Os tratamentos chegam tarde, há que prevenir!
Em qualquer caso, quando se detetam animais com sintomas de SRB, o tratamento é consensual. Pode incluir antibióticos, cujo objetivo é eliminar bactérias e micoplasmas, já que não são efetivos frente a vírus; e anti-inflamatórios, para aliviar a sintomatologia. Apesar disto, quando se define o tratamento, pode-se considerar que já é demasiado tarde, pois os danos pulmonares já se podem ter verificado e as capacidades produtivas desse animal podem já ter ficado comprometidas, tanto a curto, como a longo prazo. A prevenção é a chave para melhorar o bem-estar animal, cumprir com as novas legislações que pressionam no sentido de uma redução no uso de antibióticos, e, acima de tudo, para minimizar os custos decorrentes da SRB.
São vários os estudos que evidenciam a importância da prevenção, especialmente nas engordas. Num ensaio levado a cabo com mais de 2000 vitelos, entre 55 e 67% dos animais tratados para doença respiratória apresentavam lesões pulmonares no matadouro, apesar do tratamento. É claro que o uso de antibióticos reduziu as perdas económicas potenciais, contudo, não se restaurou o crescimento dos animais tratados, comparado com o grupo dos animais saudáveis e nunca tratados. Num outro estudo com quase 6000 animais, 74% dos vitelos tratados frente à SRB apresentava lesões pulmonares no matadouro. Saliente-se que nos protocolos vacinais em ambos os casos, apenas se incluíam vacinas virais e, portanto, a prevenção frente à pasteurelose era incompleta.
Lote de animais à engorda
Apenas 50% dos animais com SRB apresenta sintomas respiratórios
Embora este dado por si só já seja preocupante, nem só os animais tratados frente a SRB desenvolvem lesões pulmonares. Nesses mesmos estudos, entre 39 e 61% dos animais não tratados, apresentavam também lesões pulmonares. Tal pode ser explicado de duas maneiras: ou o dano pulmonar era anterior à entrada na engorda, ou nem todos os casos foram detetados (casos subclínicos). Contudo, estima-se que no melhor dos casos, apenas 50% dos animais com SRB apresenta sintomas respiratórios. Dito de outro modo, pelo menos o dobro dos animais que tratamos sofre de doença respiratórias apesar de não o detetarmos clinicamente, embora desenvolvam lesões pulmonares.

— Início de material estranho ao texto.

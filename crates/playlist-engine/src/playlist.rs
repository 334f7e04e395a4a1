//! Compiled playlists and their execution
//!
//! A [`Playlist`] is the executable form of one descriptor group. Its steps
//! are either leaf actions or nested playlists; a sequence awaits each step
//! before launching the next, a parallel group launches every step up front.

use crate::config::ParallelFailure;
use crate::descriptor::Descriptor;
use crate::error::{PlaylistError, PlaylistResult};
use crate::handle::PlaylistHandle;
use futures::future::{self, BoxFuture, FutureExt, TryFutureExt};
use futures::stream::{FuturesUnordered, StreamExt};
use playlist_core::{do_action, SharedAction};
use serde_json::{Map, Value};
use tracing::{debug, trace, warn};
use ulid::Ulid;

/// One runnable unit inside a group
pub(crate) enum Step {
    /// Leaf action, labelled with its registered name for logs
    Action { action: SharedAction, label: String },

    /// Nested group, played and awaited as a single step
    Nested(PlaylistHandle),
}

impl Step {
    fn label(&self) -> &str {
        match self {
            Step::Action { label, .. } => label,
            Step::Nested(_) => "playlist",
        }
    }

    /// Start the step now and return a future of its outcome
    ///
    /// For a leaf, `begin` has already run when this returns.
    fn launch(&self, input: Value) -> BoxFuture<'static, PlaylistResult<Value>> {
        match self {
            Step::Action { action, label } => {
                let label = label.clone();
                do_action(action.as_ref(), input)
                    .map_err(move |e| {
                        warn!(action = %label, error = %e, "Action failed");
                        PlaylistError::from(e)
                    })
                    .boxed()
            }
            Step::Nested(playlist) => match playlist.play_with(input) {
                Ok(()) => playlist.completion().boxed(),
                Err(e) => future::ready(Err(e)).boxed(),
            },
        }
    }
}

/// Body of a compiled group
pub(crate) enum Body {
    Sequence(Vec<Step>),
    Parallel {
        branches: Vec<(String, Step)>,
        policy: ParallelFailure,
    },
}

/// Compiled, executable counterpart of a descriptor subtree
pub struct Playlist {
    id: String,
    descriptor: Descriptor,
    body: Body,
}

impl Playlist {
    pub(crate) fn new(descriptor: Descriptor, body: Body) -> Self {
        Self {
            id: Ulid::new().to_string(),
            descriptor,
            body,
        }
    }

    /// Unique id (ULID) used in log fields
    pub fn id(&self) -> &str {
        &self.id
    }

    /// The descriptor this playlist was compiled from
    pub fn descriptor(&self) -> &Descriptor {
        &self.descriptor
    }

    /// Number of direct steps
    pub fn step_count(&self) -> usize {
        match &self.body {
            Body::Sequence(steps) => steps.len(),
            Body::Parallel { branches, .. } => branches.len(),
        }
    }

    /// Run every step to completion
    pub(crate) async fn run(&self, input: Value) -> PlaylistResult<Value> {
        match &self.body {
            Body::Sequence(steps) => self.run_sequence(steps, input).await,
            Body::Parallel { branches, policy } => match policy {
                ParallelFailure::FailFast => self.run_fail_fast(branches, input).await,
                ParallelFailure::SettleAll => self.run_settle_all(branches, input).await,
            },
        }
    }

    async fn run_sequence(&self, steps: &[Step], input: Value) -> PlaylistResult<Value> {
        debug!(playlist = %self.id, steps = steps.len(), "Running sequence");

        let mut value = input;
        for (index, step) in steps.iter().enumerate() {
            trace!(playlist = %self.id, index, step = %step.label(), "Launching step");
            value = step.launch(value).await?;
        }

        Ok(value)
    }

    /// Launch every branch with the same input before awaiting any
    fn launch_all(
        &self,
        branches: &[(String, Step)],
        input: &Value,
    ) -> Vec<BoxFuture<'static, PlaylistResult<(String, Value)>>> {
        branches
            .iter()
            .map(|(key, step)| {
                trace!(playlist = %self.id, branch = %key, step = %step.label(), "Launching branch");
                let key = key.clone();
                step.launch(input.clone())
                    .map_ok(move |value| (key, value))
                    .boxed()
            })
            .collect()
    }

    async fn run_fail_fast(
        &self,
        branches: &[(String, Step)],
        input: Value,
    ) -> PlaylistResult<Value> {
        debug!(playlist = %self.id, branches = branches.len(), "Running parallel group");

        let launched = self.launch_all(branches, &input);
        let results = future::try_join_all(launched).await?;

        Ok(Value::Object(results.into_iter().collect()))
    }

    async fn run_settle_all(
        &self,
        branches: &[(String, Step)],
        input: Value,
    ) -> PlaylistResult<Value> {
        debug!(
            playlist = %self.id,
            branches = branches.len(),
            "Running parallel group (settle all)"
        );

        let mut pending: FuturesUnordered<_> =
            self.launch_all(branches, &input).into_iter().collect();
        let mut results = Map::new();
        let mut first_error = None;

        while let Some(outcome) = pending.next().await {
            match outcome {
                Ok((key, value)) => {
                    results.insert(key, value);
                }
                Err(e) => {
                    first_error.get_or_insert(e);
                }
            }
        }

        match first_error {
            Some(e) => Err(e),
            None => Ok(Value::Object(results)),
        }
    }
}

impl std::fmt::Debug for Playlist {
    fn fmt(&self, f: &mut std::fmt::Formatter<'_>) -> std::fmt::Result {
        f.debug_struct("Playlist")
            .field("id", &self.id)
            .field("steps", &self.step_count())
            .field("descriptor", &self.descriptor)
            .finish()
    }
}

Recordemos que, na natureza, os bovinos são presas e devem ocultar as suas debilidades para não serem vistos como um alvo fácil pelo seu predador. Não obstante, o desenvolvimento de lesões pulmonares nestes animais tem um impacto no seu rendimento produtivo, o que leva a um menor retorno económico.

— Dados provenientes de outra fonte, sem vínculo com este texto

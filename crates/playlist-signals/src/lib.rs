//! Signal bus for playlist actions
//!
//! This crate provides the SignalBus, a small pub/sub broker keyed by signal
//! name. Actions that wait on something outside the playlist (a user clicking
//! "next", another branch reaching a point) subscribe to a name; whoever
//! observes the event publishes a `complete` or `fail` signal under it.

use dashmap::DashMap;
use serde::{Deserialize, Serialize};
use serde_json::Value;
use std::sync::Arc;
use tokio::sync::broadcast;
use tracing::{debug, trace};

/// Default channel capacity for signal subscriptions
const DEFAULT_CHANNEL_CAPACITY: usize = 64;

/// What a signal tells its listeners to do
#[derive(Debug, Clone, PartialEq, Serialize, Deserialize)]
#[serde(tag = "kind", rename_all = "snake_case")]
pub enum SignalKind {
    /// Listeners should complete with this payload
    Complete {
        #[serde(default)]
        payload: Value,
    },
    /// Listeners should fail with this reason
    Fail { reason: String },
}

/// A named signal
#[derive(Debug, Clone, PartialEq, Serialize, Deserialize)]
pub struct Signal {
    /// Signal name (e.g., "tour.next")
    pub name: String,
    /// Outcome carried by the signal
    #[serde(flatten)]
    pub kind: SignalKind,
}

impl Signal {
    /// Create a completion signal
    pub fn complete(name: impl Into<String>, payload: Value) -> Self {
        Self {
            name: name.into(),
            kind: SignalKind::Complete { payload },
        }
    }

    /// Create a failure signal
    pub fn fail(name: impl Into<String>, reason: impl Into<String>) -> Self {
        Self {
            name: name.into(),
            kind: SignalKind::Fail {
                reason: reason.into(),
            },
        }
    }
}

/// The signal bus for publishing and subscribing to named signals
///
/// Signals are not retained: a signal published while nobody is subscribed
/// to its name is dropped.
pub struct SignalBus {
    /// Map of signal names to their broadcast senders
    channels: DashMap<String, broadcast::Sender<Signal>>,
    /// Channel capacity
    capacity: usize,
}

impl SignalBus {
    /// Create a new signal bus
    pub fn new() -> Self {
        Self::with_capacity(DEFAULT_CHANNEL_CAPACITY)
    }

    /// Create a new signal bus with specified channel capacity
    pub fn with_capacity(capacity: usize) -> Self {
        Self {
            channels: DashMap::new(),
            capacity,
        }
    }

    /// Subscribe to signals with the given name
    ///
    /// Channels whose subscribers are all gone are dropped here and on
    /// [`SignalBus::emit`], so the map only holds names someone listens to.
    pub fn subscribe(&self, name: impl Into<String>) -> broadcast::Receiver<Signal> {
        let name = name.into();
        trace!(signal = %name, "Subscribing to signal");

        self.channels.retain(|_, sender| sender.receiver_count() > 0);
        self.channels
            .entry(name)
            .or_insert_with(|| {
                let (tx, _) = broadcast::channel(self.capacity);
                tx
            })
            .subscribe()
    }

    /// Publish a signal to every current subscriber of its name
    ///
    /// Returns the number of subscribers that received it.
    pub fn emit(&self, signal: Signal) -> usize {
        debug!(signal = %signal.name, "Emitting signal");
        let name = signal.name.clone();

        let delivered = match self.channels.get(&name) {
            // A send error only means there are no active receivers
            Some(sender) => sender.send(signal).unwrap_or(0),
            None => 0,
        };

        self.channels
            .remove_if(&name, |_, sender| sender.receiver_count() == 0);
        delivered
    }

    /// Publish a completion signal
    pub fn complete(&self, name: impl Into<String>, payload: Value) -> usize {
        self.emit(Signal::complete(name, payload))
    }

    /// Publish a failure signal
    pub fn fail(&self, name: impl Into<String>, reason: impl Into<String>) -> usize {
        self.emit(Signal::fail(name, reason))
    }

    /// Number of live subscribers for a name
    pub fn subscriber_count(&self, name: &str) -> usize {
        self.channels
            .get(name)
            .map(|sender| sender.receiver_count())
            .unwrap_or(0)
    }

    /// Number of signal names with a channel
    pub fn channel_count(&self) -> usize {
        self.channels.len()
    }
}

impl Default for SignalBus {
    fn default() -> Self {
        Self::new()
    }
}

/// Thread-safe wrapper for SignalBus
pub type SharedSignalBus = Arc<SignalBus>;

#[cfg(test)]
mod tests {
    use super::*;
    use serde_json::json;

    #[tokio::test]
    async fn test_subscribe_and_complete() {
        let bus = SignalBus::new();
        let mut rx = bus.subscribe("tour.next");

        assert_eq!(bus.complete("tour.next", json!({"step": 2})), 1);

        let received = rx.recv().await.unwrap();
        assert_eq!(received.name, "tour.next");
        assert_eq!(
            received.kind,
            SignalKind::Complete {
                payload: json!({"step": 2})
            }
        );
    }

    #[tokio::test]
    async fn test_fail_signal() {
        let bus = SignalBus::new();
        let mut rx = bus.subscribe("tour.abort");

        bus.fail("tour.abort", "user closed the tour");

        let received = rx.recv().await.unwrap();
        assert_eq!(
            received.kind,
            SignalKind::Fail {
                reason: "user closed the tour".to_string()
            }
        );
    }

    #[tokio::test]
    async fn test_multiple_subscribers() {
        let bus = SignalBus::new();
        let mut rx1 = bus.subscribe("ready");
        let mut rx2 = bus.subscribe("ready");

        assert_eq!(bus.subscriber_count("ready"), 2);
        bus.complete("ready", json!(1));

        assert_eq!(rx1.recv().await.unwrap().name, "ready");
        assert_eq!(rx2.recv().await.unwrap().name, "ready");
    }

    #[test]
    fn test_no_cross_signal_pollution() {
        let bus = SignalBus::new();
        let mut rx_a = bus.subscribe("a");
        let _rx_b = bus.subscribe("b");

        bus.complete("b", Value::Null);
        assert!(rx_a.try_recv().is_err());
    }

    #[test]
    fn test_emit_without_subscribers() {
        let bus = SignalBus::new();
        assert_eq!(bus.complete("nobody", Value::Null), 0);

        let rx = bus.subscribe("gone");
        drop(rx);
        assert_eq!(bus.subscriber_count("gone"), 0);
        assert_eq!(bus.complete("gone", Value::Null), 0);
        assert_eq!(bus.channel_count(), 0);
    }

    #[test]
    fn test_abandoned_channels_are_dropped() {
        let bus = SignalBus::new();
        for i in 0..100 {
            drop(bus.subscribe(format!("step.{i}")));
        }
        let _live = bus.subscribe("step.last");
        assert_eq!(bus.channel_count(), 1);

        // A channel with listeners survives an emit
        bus.complete("step.last", Value::Null);
        assert_eq!(bus.channel_count(), 1);
        assert_eq!(bus.subscriber_count("step.last"), 1);
    }

    #[test]
    fn test_signal_serde() {
        let signal: Signal = serde_json::from_value(json!({
            "name": "tour.next",
            "kind": "complete",
            "payload": {"ok": true}
        }))
        .unwrap();
        assert_eq!(signal, Signal::complete("tour.next", json!({"ok": true})));

        let value = serde_json::to_value(Signal::fail("x", "boom")).unwrap();
        assert_eq!(value, json!({"name": "x", "kind": "fail", "reason": "boom"}));
    }
}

A incidência total de doença respiratória nas engordas, considerando os casos clínicos e subclínicos, é de 52 a 64%. O número de animais tratados varia entre explorações, anos, lotes, programa vacinal, etc., mas estima-se que de 15 a 45% dos vitelos que entram na engorda, apresentarão sintomas respiratórios e serão tratados individualmente.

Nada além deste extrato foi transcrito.